There’s a lot to be said for strength in numbers – especially when small businesses face off against big when trying to win potentially life-changing Government contracts. Don’t make the same mistake I did.
When I first began throwing my hat in the Government business ring, I came across many tenders , contracts, and RFQ’s (Request for Quotes), highlighting Government problems that needed to be solved by us, the private sector. Unfortunately for me, much of the time my small business could only solve a tiny piece of the Government problem, and not all of it. I can only guess at how much potential Government business I ignored because I believed our small business couldn’t fulfil the brief. Instead I just let it fly right by and likely end up in the arms of a much larger company who probably had all the resources to solve the problem themselves.
Now to a certain extent my belief was correct. Unless I could, at the very least, fulfil the ‘mandatory requirements’ that a Government tender lays out, then I’d have zero chance of winning that contract. So why bother? So that’s exactly what I did. Or didn’t do. I didn’t bother. Big mistake.
To illustrate I’ll paint a picture of a fantastical and completely made up scenario: let’s say Government needs a flying car, and goes to market to find someone who could supply them such a fantastic car. Now, let’s say in this situation my small business makes the best tyres in the market. My tyres can do just about anything – they’re hard-wearing, eco-friendly, and also relatively affordable (a rare combination, indeed!).
Sadly, when I analyse the complete tender document, I pretty quickly conclude: “no way, not for me; we make great tyres, but they don’t need that. They want a lot more than tyres. They want a FLYING CAR!”. I then delete the tender file and go back to my workshop. Big, big mistake. It took me a few years but eventually I was educated as to the error of my ways, and as often happens, it was purely by chance.
One morning I was on a call with a Government contact I’d known for a while. We were discussing an upcoming requirement they had. Towards the end of the phone call I moaned about a Government contract document that I’d gone through the night before. My company would be perfect for about 30% of their need. She asked if I was going to submit a response. I said it would take me far too much time to submit an offer when I’d only be benched at the first round as I couldn’t fulfil all the mandatory requirements.
This person then gave me a really weird look. You know that face you sometimes see when someone does or says something seriously dumb? That sort-of screwed up face with raised eyebrows? That was the look I recieved.
For the next 10 minutes I was enlightened to the world of ‘Collaborative’ or ‘Consortium’ bids.
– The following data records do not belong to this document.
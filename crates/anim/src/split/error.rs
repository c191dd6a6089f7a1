use std::ops::Range;
use std::{error, fmt};

use crate::ser::EncodeError;

/// Indicates a requested frame range cannot be split out of a document.
#[non_exhaustive]
#[derive(Debug, Clone, PartialEq, Eq)]
pub enum RangeError {
    /// No ranges were requested.
    NoRanges,

    /// The range contains no frames.
    Empty {
        /// First frame of the range.
        start: usize,
        /// One past the last frame of the range.
        end: usize,
    },

    /// The range reaches past the last frame.
    OutOfBounds {
        /// First frame of the range.
        start: usize,
        /// One past the last frame of the range.
        end: usize,
        /// The number of frames in the document.
        frame_count: usize,
    },
}

impl error::Error for RangeError {
    fn source(&self) -> Option<&(dyn error::Error + 'static)> {
        None
    }
}

impl fmt::Display for RangeError {
    fn fmt(&self, f: &mut fmt::Formatter<'_>) -> fmt::Result {
        match *self {
            Self::NoRanges => f.write_str("no frame ranges requested"),
            Self::Empty { start, end } => write!(f, "frame range {start}..{end} is empty"),
            Self::OutOfBounds {
                start,
                end,
                frame_count,
            } => write!(
                f,
                "frame range {start}..{end} is out of bounds for {frame_count} frames"
            ),
        }
    }
}

/// Indicates a document could not be split.
#[non_exhaustive]
#[derive(Debug, Clone, PartialEq, Eq)]
pub enum SplitError {
    /// A requested range is invalid.
    Range {
        /// The underlying error that caused the failure.
        source: RangeError,
    },

    /// A frame of the range cannot be written as a standalone animation.
    Encode {
        /// The range being split.
        range: Range<usize>,
        /// The underlying error that caused the failure.
        source: EncodeError,
    },
}

impl From<RangeError> for SplitError {
    fn from(source: RangeError) -> Self {
        Self::Range { source }
    }
}

impl error::Error for SplitError {
    fn source(&self) -> Option<&(dyn error::Error + 'static)> {
        match *self {
            Self::Range { ref source } => Some(source),
            Self::Encode { ref source, .. } => Some(source),
        }
    }
}

impl fmt::Display for SplitError {
    fn fmt(&self, f: &mut fmt::Formatter<'_>) -> fmt::Result {
        match *self {
            Self::Range { .. } => f.write_str("invalid frame range"),
            Self::Encode { ref range, .. } => write!(
                f,
                "failed to encode frames {}..{} as a standalone animation",
                range.start, range.end
            ),
        }
    }
}
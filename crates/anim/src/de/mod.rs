//! Decode GIF animations.

mod error;
pub(crate) mod parser;

use std::fs;
use std::iter::FusedIterator;
use std::path::Path;

pub use error::DecodeError;
use parser::Parser;
use tracing::{debug, trace, warn};
use weezl::{BitOrder, LzwStatus};

use crate::block::{
    APPLICATION_LABEL, COMMENT_LABEL, EXTENSION_INTRODUCER, GRAPHIC_CONTROL_LABEL,
    GRAPHIC_CONTROL_SIZE, GraphicControl, IMAGE_SEPARATOR, ImageDescriptor, LOOPING_APPLICATIONS,
    PLAIN_TEXT_LABEL, SIGNATURE_87A, SIGNATURE_89A, ScreenDescriptor, TRAILER,
};
use crate::document::{AnimationDocument, Frame, Palette};

/// The smallest and largest LZW minimum code sizes allowed for 8-bit pixel indices.
const CODE_SIZES: std::ops::RangeInclusive<u8> = 2..=8;

impl AnimationDocument {
    /// Read and decode a GIF file.
    ///
    /// # Errors
    ///
    /// This function returns an error if:
    ///
    /// - Cannot read the file at path.
    /// - Data does not follow the GIF file format specification.
    pub fn open(path: &Path, strict: bool) -> Result<Self, DecodeError> {
        let data = fs::read(path).map_err(|err| DecodeError::ReadFailure { source: err })?;

        if strict {
            Self::from_bytes_strict(&data)
        } else {
            Self::from_bytes(&data)
        }
    }

    /// Decode GIF data, rejecting anything that deviates from the file format.
    ///
    /// If the data may come from a sloppy encoder, use [`Self::from_bytes`] instead.
    ///
    /// # Errors
    ///
    /// This function returns an error if:
    ///
    /// - Data has an invalid signature.
    /// - Data does not follow the GIF file format specification.
    /// - A frame has no palette, or a transparency index outside its palette.
    pub fn from_bytes_strict(data: &[u8]) -> Result<Self, DecodeError> {
        Decoder::new_strict(data).and_then(Decoder::into_document)
    }

    /// Decode GIF data.
    ///
    /// This function does its best to recover from common encoder mistakes: a missing trailer,
    /// unknown extensions and short pixel data are tolerated and logged. If you know the data is
    /// well formed, you can use [`Self::from_bytes_strict`] instead.
    ///
    /// # Errors
    ///
    /// This function returns an error if:
    ///
    /// - Data has an invalid signature.
    /// - Data is cut short in the middle of a block.
    /// - Pixel data cannot be decompressed.
    pub fn from_bytes(data: &[u8]) -> Result<Self, DecodeError> {
        Decoder::new(data).and_then(Decoder::into_document)
    }
}

/// A lazy, single-pass sequence of the frames in a GIF stream.
///
/// The header, logical screen descriptor and global palette are read up front; each call to
/// [`Iterator::next`] reads blocks until the next image. After the first error the decoder
/// yields nothing more.
pub struct Decoder<'a> {
    parser: Parser<'a>,
    screen: ScreenDescriptor,
    global_palette: Option<Palette>,
    loop_count: Option<u16>,
    strict: bool,
    next_index: usize,
    finished: bool,
}

impl<'a> Decoder<'a> {
    /// Start decoding `data`, tolerating common encoder mistakes.
    ///
    /// # Errors
    ///
    /// This function returns an error if the header or the global palette cannot be read.
    pub fn new(data: &'a [u8]) -> Result<Self, DecodeError> {
        Self::with_mode(data, false)
    }

    /// Start decoding `data`, rejecting anything that deviates from the file format.
    ///
    /// # Errors
    ///
    /// This function returns an error if the header or the global palette cannot be read.
    pub fn new_strict(data: &'a [u8]) -> Result<Self, DecodeError> {
        Self::with_mode(data, true)
    }

    fn with_mode(data: &'a [u8], strict: bool) -> Result<Self, DecodeError> {
        let mut parser = Parser::new(data);
        validate_signature(&mut parser)?;

        let screen = ScreenDescriptor::parse(&mut parser)?;
        debug!(
            "logical screen: {}x{}, global table: {:?}",
            screen.width,
            screen.height,
            screen.global_table_len()
        );

        let global_palette = screen
            .global_table_len()
            .map(|len| read_palette(&mut parser, len))
            .transpose()?;

        Ok(Self {
            parser,
            screen,
            global_palette,
            loop_count: None,
            strict,
            next_index: 0,
            finished: false,
        })
    }
}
I was enlightened to the fact that government doesn’t care if you can’t handle all the contract requirements yourself. Turns out Government are more than happy, even welcome, single bids that involve several different companies. Especially so if it’s a collective of small businesses – companies who have aligned and partnered together, usually complementing each other nicely, and by doing so can solve the Governmental problem.
However, it’s extremely important that one company of the consortium takes the ‘lead’. This lead will manage the submission and be the main point of contact should the consortium win the contract. Government want to know who to contact when they need to, and they need to know that problems will be addressed and action points will be followed up. They don’t want to manage or even engage in the same communications for three, four or five different companies who together have won a piece of Government business. Fair enough, too.
I’d ask SMBs looking to increase their chances of winning government work to do this: Expand your network and look to partner. And by network I’m not referring to bumping up LinkedIn profile numbers. I’m saying maybe sit down for as long as it takes and make a list of companies that don’t exactly compete with you; however, they might compliment what you do. I’d vet any potential partners heavily, and if they were quality people doing quality work, I’d consider talking to them to see if they’re interested in being involved in future collaborative bids for Government contracts.
When a Government tender is released which I can’t service on my own, I’m now ready to pull the trigger with my consortium partners and I can offer a solid, tight response which compare favorably to the big businesses who can ‘do it all themselves’. Its these very same big companies that often win Government contracts almost by default because they’re often the only business to even submit a response.
Let’s not make it so easy for them. Grow your partners. Build your own collective. And start winning Government business.